A third objection is that PGD with embryo selection at least at present is a sufficiently good alternative to germline gene editing (Cavaliere 2018).

However, as pointed out above, there might still be several ways in which germline gene editing could be beneficial and this would justify that preclinical research is carried out. Moreover, even if PGD would be preferable from the perspective of clinical outcome and cost-effectiveness, preclinical research on gene editing in embryos may still yield important basic research results. We might gain a better understanding of fundamental biological processes and gene function in human development (Mertes and Pennings 2015). Specifically, we might learn more about problems related to human germline mutagenesis, the “growing” issue pointed out by Mulvihill and colleagues (see above; Mulvihill et al. 2017, 22–23). However, it is important to make a distinction between allowing embryo research on gene editing and giving priority to it. Even if society allows such research, it might still not find it justified at present to allocate substantial public resources to it. Probably only a few countries would find this preclinical research urgent enough to give it priority. On the other hand, this does not mean that private funding of such research should not be allowed.

A fourth objection is that preclinical research on gene editing in embryos might lead to a slippery slope. Once we start with preclinical studies on germline gene editing without implantation, this would sooner or later lead to clinical studies with implantation (for an analysis of different versions of this type of argument, see Walton 2017).

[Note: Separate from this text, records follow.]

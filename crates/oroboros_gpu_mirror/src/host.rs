//! In-memory buffer service.
//!
//! Backs every buffer with a plain byte vector. Used by headless servers,
//! tools, and tests; it is also the reference behavior device-backed
//! services are checked against.

use parking_lot::Mutex;

use crate::{BufferId, GpuBufferService, GpuError, GpuResult};

/// One host-resident buffer.
#[derive(Debug)]
struct HostBuffer {
    label: String,
    stride: usize,
    capacity: u32,
    bytes: Vec<u8>,
}

impl HostState {
    fn buffer(&self, id: BufferId) -> GpuResult<&HostBuffer> {
        self.buffers
            .get(id.raw() as usize)
            .and_then(Option::as_ref)
            .ok_or(GpuError::UnknownBuffer(id))
    }

    fn buffer_mut(&mut self, id: BufferId) -> GpuResult<&mut HostBuffer> {
        self.buffers
            .get_mut(id.raw() as usize)
            .and_then(Option::as_mut)
            .ok_or(GpuError::UnknownBuffer(id))
    }
}

impl HostBuffer {
    /// Byte range of slot `index`, after capacity and stride validation.
    fn slot_range(&self, index: u32, len: usize) -> GpuResult<std::ops::Range<usize>> {
        if index >= self.capacity {
            return Err(GpuError::OutOfCapacity {
                index,
                capacity: self.capacity,
            });
        }
        if len != self.stride {
            return Err(GpuError::StrideMismatch {
                expected: self.stride,
                actual: len,
            });
        }
        let start = index as usize * self.stride;
        Ok(start..start + self.stride)
    }
}

#[derive(Debug, Default)]
struct HostState {
    /// Indexed by `BufferId`; destroyed buffers leave `None`.
    buffers: Vec<Option<HostBuffer>>,
    /// Bytes currently allocated across all buffers.
    allocated: usize,
    /// Failure to report on the next write, then cleared.
    pending_failure: Option<GpuError>,
    /// Successful writes since creation.
    write_count: u64,
}

/// A [`GpuBufferService`] that keeps every buffer in host memory.
///
/// Unwritten records read back as all-zero bytes.
///
/// # Example
///
/// ```rust
/// use oroboros_gpu_mirror::{GpuBufferService, HostBufferService};
///
/// let service = HostBufferService::new();
/// let buffer = service.create_buffer("counters", 4, 8).unwrap();
/// service.write(buffer, 3, &7u32.to_ne_bytes()).unwrap();
///
/// let mut out = [0u8; 4];
/// service.read(buffer, 3, &mut out).unwrap();
/// assert_eq!(u32::from_ne_bytes(out), 7);
/// ```
#[derive(Debug)]
pub struct HostBufferService {
    state: Mutex<HostState>,
    /// Maximum bytes across all buffers.
    budget: usize,
}

impl HostBufferService {
    /// Creates a service with no memory budget.
    #[must_use]
    pub fn new() -> Self {
        Self::with_budget(usize::MAX)
    }

    /// Creates a service that refuses allocations beyond `budget` bytes in total.
    #[must_use]
    pub fn with_budget(budget: usize) -> Self {
        Self {
            state: Mutex::new(HostState::default()),
            budget,
        }
    }

    /// Makes the next write fail with `error` without touching memory.
    ///
    /// Stands in for device faults the host layer can report mid-frame.
    pub fn fail_next_write(&self, error: GpuError) {
        self.state.lock().pending_failure = Some(error);
    }

    /// Number of successful writes so far.
    #[must_use]
    pub fn write_count(&self) -> u64 {
        self.state.lock().write_count
    }

    /// Copy of a buffer's full contents, as the renderer would see it.
    #[must_use]
    pub fn resident_bytes(&self, buffer: BufferId) -> Option<Vec<u8>> {
        self.state.lock().buffer(buffer).ok().map(|b| b.bytes.clone())
    }

    /// Debug label a buffer was created with.
    #[must_use]
    pub fn label(&self, buffer: BufferId) -> Option<String> {
        self.state.lock().buffer(buffer).ok().map(|b| b.label.clone())
    }

    /// Total bytes held by live buffers.
    #[must_use]
    pub fn allocated_bytes(&self) -> usize {
        self.state.lock().allocated
    }
}

impl Default for HostBufferService {
    fn default() -> Self {
        Self::new()
    }
}

impl GpuBufferService for HostBufferService {
    fn create_buffer(&self, label: &str, stride: usize, capacity: u32) -> GpuResult<BufferId> {
        let size = stride
            .checked_mul(capacity as usize)
            .ok_or(GpuError::OutOfHostMemory)?;

        let mut state = self.state.lock();
        if state.allocated.saturating_add(size) > self.budget {
            return Err(GpuError::OutOfHostMemory);
        }
        let id = u32::try_from(state.buffers.len()).map_err(|_| GpuError::OutOfHostMemory)?;

        state.allocated += size;
        state.buffers.push(Some(HostBuffer {
            label: label.to_owned(),
            stride,
            capacity,
            bytes: vec![0; size],
        }));

        tracing::debug!(label, stride, capacity, "host buffer created");
        Ok(BufferId::new(id))
    }

    fn destroy_buffer(&self, buffer: BufferId) -> GpuResult<()> {
        let mut state = self.state.lock();
        let released = state
            .buffers
            .get_mut(buffer.raw() as usize)
            .and_then(Option::take)
            .ok_or(GpuError::UnknownBuffer(buffer))?;

        state.allocated -= released.bytes.len();
        tracing::debug!(label = %released.label, "host buffer destroyed");
        Ok(())
    }

    fn write(&self, buffer: BufferId, index: u32, bytes: &[u8]) -> GpuResult<()> {
        let mut state = self.state.lock();
        if let Some(error) = state.pending_failure.take() {
            return Err(error);
        }

        let target = state.buffer_mut(buffer)?;
        let range = target.slot_range(index, bytes.len())?;
        target.bytes[range].copy_from_slice(bytes);

        state.write_count += 1;
        Ok(())
    }

    fn read(&self, buffer: BufferId, index: u32, out: &mut [u8]) -> GpuResult<()> {
        let state = self.state.lock();
        let source = state.buffer(buffer)?;
        let range = source.slot_range(index, out.len())?;
        out.copy_from_slice(&source.bytes[range]);
        Ok(())
    }
}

To this, scientists could respond with Mertes and Pennings that preclinical studies might lead to clinical studies (and that might be good) or they might not (we might see the problems more clearly and abstain from clinical studies) (Mertes and Pennings 2015). The conclusion after a substantial amount of preclinical research might be that germline editing will not be sufficiently safe and efficient and that the clinical advantages will not outweigh the disadvantages. Preclinical research on germline gene editing without implantation is an important step in reducing uncertainty, but not necessarily a step toward genetic modification of future generations.

Conclusion

In this paper I have investigated an important requirement for initiation of first-time clinical trials in germline gene editing, namely well-designed preclinical studies. I have argued that multispecies and multigenerational animal studies are needed as well as embryo studies without implantation. In order to be translatable to first-time clinical studies, animal studies need to satisfy strict conditions of internal validity, construct validity, external validity, and credibility. Moreover, embryo studies intended for translation to first-time clinical studies need to be closely related to the animal studies. In particular there needs to be a correspondence in experimental design (with exception of implantation). Only in this way can uncertainty about risk for harm (safety) and prospect of benefit (efficiency) in first-time clinical trials be reduced to a modest level. If uncertainty is not reduced to such a level, first-time clinical trials in germline gene editing should not be initiated.